Member of the Victorian Legislative Assembly for Sunbury
- Incumbent
- Assumed office 29 November 2014
- Preceded by: New seat

Personal details
- Born: 4 April 1985 (age 41) Sunbury, Victoria, Australia
- Party: Labor Party
- Education: Deakin University
- Occupation: Teacher
- Website: www.joshbull.com.au

= Josh Bull =

Australian politician

Joshua Michael Bull (born 4 April 1985) is an Australian politician. He has been a Labor Party member of the Victorian Legislative Assembly since November 2014, representing the seat of Sunbury.

== Early life and education ==
Bull was born in 1985, in Sunbury, Victoria. He attended Sunbury Heights Primary, and graduated from Sunbury College in 2002, having been school captain. He went on to study at Deakin University from 2004 to 2007, undertaking a double degree in education and science.

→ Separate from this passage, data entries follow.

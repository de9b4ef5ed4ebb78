use chrono::{DateTime, Utc};
use serde::{Deserialize, Serialize};

use docledger_core::{Aggregate, AggregateRoot, DomainError, EntityId, Money, impl_entity_id};
use docledger_events::Event;
use docledger_parties::PartyId;

/// Payment identifier.
#[derive(Debug, Copy, Clone, PartialEq, Eq, Hash, Serialize, Deserialize)]
#[serde(transparent)]
pub struct PaymentId(pub EntityId);

impl_entity_id!(PaymentId);

/// Direction of money movement.
#[derive(Debug, Clone, Copy, PartialEq, Eq, Serialize, Deserialize)]
#[serde(rename_all = "lowercase")]
pub enum PaymentKind {
    /// Money in, settling an invoice.
    Receipt,
    /// Money out, settling a purchase order.
    Disbursement,
}

#[derive(Debug, Clone, Copy, PartialEq, Eq, Serialize, Deserialize)]
#[serde(rename_all = "snake_case")]
pub enum PaymentMethod {
    Cash,
    BankTransfer,
    Card,
    Cheque,
    Other,
}

/// Which kind of document a payment settles. Documents are referenced by
/// plain entity id so this crate stays independent of the document crates.
#[derive(Debug, Clone, Copy, PartialEq, Eq, Serialize, Deserialize)]
#[serde(rename_all = "snake_case")]
pub enum DocumentRefKind {
    Invoice,
    PurchaseOrder,
}

/// Aggregate root: Payment. A payment is written once and never edited or
/// deleted; mistakes are corrected with a new offsetting payment.
#[derive(Debug, Clone, PartialEq, Eq)]
pub struct Payment {
    id: PaymentId,
    kind: PaymentKind,
    amount: Money,
    date: DateTime<Utc>,
    method: PaymentMethod,
    party_id: PartyId,
    reference_id: EntityId,
    reference_kind: DocumentRefKind,
    version: u64,
    created: bool,
}

impl Payment {
    pub fn empty(id: PaymentId) -> Self {
        Self {
            id,
            kind: PaymentKind::Receipt,
            amount: Money::ZERO,
            date: DateTime::<Utc>::MIN_UTC,
            method: PaymentMethod::Other,
            party_id: PartyId::new(EntityId::nil()),
            reference_id: EntityId::nil(),
            reference_kind: DocumentRefKind::Invoice,
            version: 0,
            created: false,
        }
    }

    pub fn id_typed(&self) -> PaymentId {
        self.id
    }

    pub fn exists(&self) -> bool {
        self.created
    }

    pub fn kind(&self) -> PaymentKind {
        self.kind
    }

    pub fn amount(&self) -> Money {
        self.amount
    }

    pub fn date(&self) -> DateTime<Utc> {
        self.date
    }

    pub fn method(&self) -> PaymentMethod {
        self.method
    }

    pub fn party_id(&self) -> PartyId {
        self.party_id
    }

    pub fn reference_id(&self) -> EntityId {
        self.reference_id
    }

    pub fn reference_kind(&self) -> DocumentRefKind {
        self.reference_kind
    }
}

impl AggregateRoot for Payment {
    type Id = PaymentId;

    fn id(&self) -> &Self::Id {
        &self.id
    }

    fn version(&self) -> u64 {
        self.version
    }
}

/// Command: RecordPayment. The only command a payment ever accepts.
#[derive(Debug, Clone, PartialEq, Eq, Serialize, Deserialize)]
pub struct RecordPayment {
    pub payment_id: PaymentId,
    pub kind: PaymentKind,
    pub amount: Money,
    pub date: DateTime<Utc>,
    pub method: PaymentMethod,
    pub party_id: PartyId,
    pub reference_id: EntityId,
    pub reference_kind: DocumentRefKind,
    pub occurred_at: DateTime<Utc>,
}

#[derive(Debug, Clone, PartialEq, Eq, Serialize, Deserialize)]
pub enum PaymentCommand {
    RecordPayment(RecordPayment),
}

/// Event: PaymentRecorded.
#[derive(Debug, Clone, PartialEq, Eq, Serialize, Deserialize)]
pub struct PaymentRecorded {
    pub payment_id: PaymentId,
    pub kind: PaymentKind,
    pub amount: Money,
    pub date: DateTime<Utc>,
    pub method: PaymentMethod,
    pub party_id: PartyId,
    pub reference_id: EntityId,
    pub reference_kind: DocumentRefKind,
    pub occurred_at: DateTime<Utc>,
}

#[derive(Debug, Clone, PartialEq, Eq, Serialize, Deserialize)]
pub enum PaymentEvent {
    PaymentRecorded(PaymentRecorded),
}

impl Event for PaymentEvent {
    fn event_type(&self) -> &'static str {
        match self {
            PaymentEvent::PaymentRecorded(_) => "payments.payment.recorded",
        }
    }

    fn version(&self) -> u32 {
        1
    }

    fn occurred_at(&self) -> DateTime<Utc> {
        match self {
            PaymentEvent::PaymentRecorded(e) => e.occurred_at,
        }
    }
}

impl Aggregate for Payment {
    type Command = PaymentCommand;
    type Event = PaymentEvent;
    type Error = DomainError;

    fn apply(&mut self, event: &Self::Event) {
        match event {
            PaymentEvent::PaymentRecorded(e) => {
                self.id = e.payment_id;
                self.kind = e.kind;
                self.amount = e.amount;
                self.date = e.date;
                self.method = e.method;
                self.party_id = e.party_id;
                self.reference_id = e.reference_id;
                self.reference_kind = e.reference_kind;
                self.created = true;
            }
        }

        self.version += 1;
    }

    fn handle(&self, command: &Self::Command) -> Result<Vec<Self::Event>, Self::Error> {
        match command {
            PaymentCommand::RecordPayment(cmd) => self.handle_record(cmd),
        }
    }
}

impl Payment {
    fn handle_record(&self, cmd: &RecordPayment) -> Result<Vec<PaymentEvent>, DomainError> {
        if self.created {
            return Err(DomainError::conflict("payment already recorded"));
        }
        if cmd.amount.minor() <= 0 {
            return Err(DomainError::validation("amount must be positive"));
        }

        let consistent = matches!(
            (cmd.kind, cmd.reference_kind),
            (PaymentKind::Receipt, DocumentRefKind::Invoice)
                | (PaymentKind::Disbursement, DocumentRefKind::PurchaseOrder)
        );
        if !consistent {
            return Err(DomainError::validation(
                "receipts settle invoices, disbursements settle purchase orders",
            ));
        }

        Ok(vec![PaymentEvent::PaymentRecorded(PaymentRecorded {
            payment_id: cmd.payment_id,
            kind: cmd.kind,
            amount: cmd.amount,
            date: cmd.date,
            method: cmd.method,
            party_id: cmd.party_id,
            reference_id: cmd.reference_id,
            reference_kind: cmd.reference_kind,
            occurred_at: cmd.occurred_at,
        })])
    }
}

#[cfg(test)]
mod tests {
    use super::*;

    fn record_cmd(kind: PaymentKind, reference_kind: DocumentRefKind, amount: i64) -> RecordPayment {
        RecordPayment {
            payment_id: PaymentId::generate(),
            kind,
            amount: Money::from_minor(amount),
            date: Utc::now(),
            method: PaymentMethod::BankTransfer,
            party_id: PartyId::generate(),
            reference_id: EntityId::new(),
            reference_kind,
            occurred_at: Utc::now(),
        }
    }

    #[test]
    fn recording_a_receipt_against_an_invoice_succeeds() {
        let cmd = record_cmd(PaymentKind::Receipt, DocumentRefKind::Invoice, 19_620);
        let mut payment = Payment::empty(cmd.payment_id);
        let events = payment
            .handle(&PaymentCommand::RecordPayment(cmd.clone()))
            .unwrap();
        payment.apply(&events[0]);

        assert!(payment.exists());
        assert_eq!(payment.amount(), Money::from_minor(19_620));
        assert_eq!(payment.reference_kind(), DocumentRefKind::Invoice);
    }

    #[test]
    fn zero_or_negative_amounts_are_rejected() {
        for amount in [0, -500] {
            let cmd = record_cmd(PaymentKind::Receipt, DocumentRefKind::Invoice, amount);
            let payment = Payment::empty(cmd.payment_id);
            let err = payment
                .handle(&PaymentCommand::RecordPayment(cmd))
                .unwrap_err();
            let msg = err.to_string();
            assert!(msg.contains("positive"));
        }
    }

    #[test]
    fn kind_and_reference_must_agree() {
        let cmd = record_cmd(PaymentKind::Receipt, DocumentRefKind::PurchaseOrder, 100);
        let payment = Payment::empty(cmd.payment_id);
        let err = payment
            .handle(&PaymentCommand::RecordPayment(cmd))
            .unwrap_err();
        assert!(matches!(err, DomainError::Validation(_)));
    }

    #[test]
    fn a_payment_is_recorded_at_most_once() {
        let cmd = record_cmd(PaymentKind::Disbursement, DocumentRefKind::PurchaseOrder, 100);
        let mut payment = Payment::empty(cmd.payment_id);
        let events = payment
            .handle(&PaymentCommand::RecordPayment(cmd.clone()))
            .unwrap();
        payment.apply(&events[0]);

        let err = payment
            .handle(&PaymentCommand::RecordPayment(cmd))
            .unwrap_err();
        let msg = err.to_string();
        assert!(msg.contains("already recorded"));
    }
}
//! In-memory event bus for tests/dev.

use std::sync::{Mutex, mpsc};

use crate::bus::{EventBus, Subscription};

#[derive(Debug)]
pub enum InMemoryBusError {
    /// Publish failed due to internal lock poisoning.
    Poisoned,
}

/// In-memory pub/sub bus.
///
/// - No IO / no async
/// - Best-effort fan-out
/// - At-least-once acceptable (subscribers must be idempotent)
#[derive(Debug)]
pub struct InMemoryEventBus<M> {
    subscribers: Mutex<Vec<mpsc::Sender<M>>>,
}

impl<M> InMemoryEventBus<M> {
    pub fn new() -> Self {
        Self::default()
    }
}

impl<M> Default for InMemoryEventBus<M> {
    fn default() -> Self {
        Self {
            subscribers: Mutex::new(Vec::new()),
        }
    }
}

impl<M> EventBus<M> for InMemoryEventBus<M>
where
    M: Clone + Send + 'static,
{
    type Error = InMemoryBusError;

    fn publish(&self, message: M) -> Result<(), Self::Error> {
        let mut subs = self
            .subscribers
            .lock()
            .map_err(|_| InMemoryBusError::Poisoned)?;

        // Drop any dead subscribers while publishing.
        subs.retain(|tx| tx.send(message.clone()).is_ok());

        Ok(())
    }

    fn subscribe(&self) -> Subscription<M> {
        let (tx, rx) = mpsc::channel();

        // If the lock is poisoned, we still return a subscription;
        // it just won't receive messages until the process restarts.
        if let Ok(mut subs) = self.subscribers.lock() {
            subs.push(tx);
        }

        Subscription::new(rx)
    }
}
use chrono::{DateTime, Utc};

/// A domain-agnostic event.
///
/// Events are:
/// - **immutable** (treat them as facts)
/// - **versioned** (schema evolution)
/// - designed to be **append-only**
pub trait Event: Clone + core::fmt::Debug + Send + Sync + 'static {
    /// Stable event name/type identifier (e.g. "inventory.kardex.entry_posted").
    fn event_type(&self) -> &'static str;

    /// Schema version for this event type.
    fn version(&self) -> u32;

    /// When the event occurred (business time).
    fn occurred_at(&self) -> DateTime<Utc>;
}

After completing his degree, Bull became a teacher.

== Political career ==
Bull began his political career as an electorate officer for the former MP for Yuroke, Liz Beattie. He has also been chief of staff to the federal member for McEwen, Rob Mitchell. Bull has been actively involved with the ALP since 2003, serving as the Craigieburn Branch secretary for six years, a state conference delegate for three years, and a member of the Education and Youth Affairs Policy Committee and the Sport, Culture and Tourism Policy Committee.

In 2013, Bull was accepted into the Australian Defence Force as an Army Reserve officer cadet, though he has been on leave due to work commitments. He is a keen runner with Melbourne running club "The Crosbie Crew", and completed his first marathon in 2014.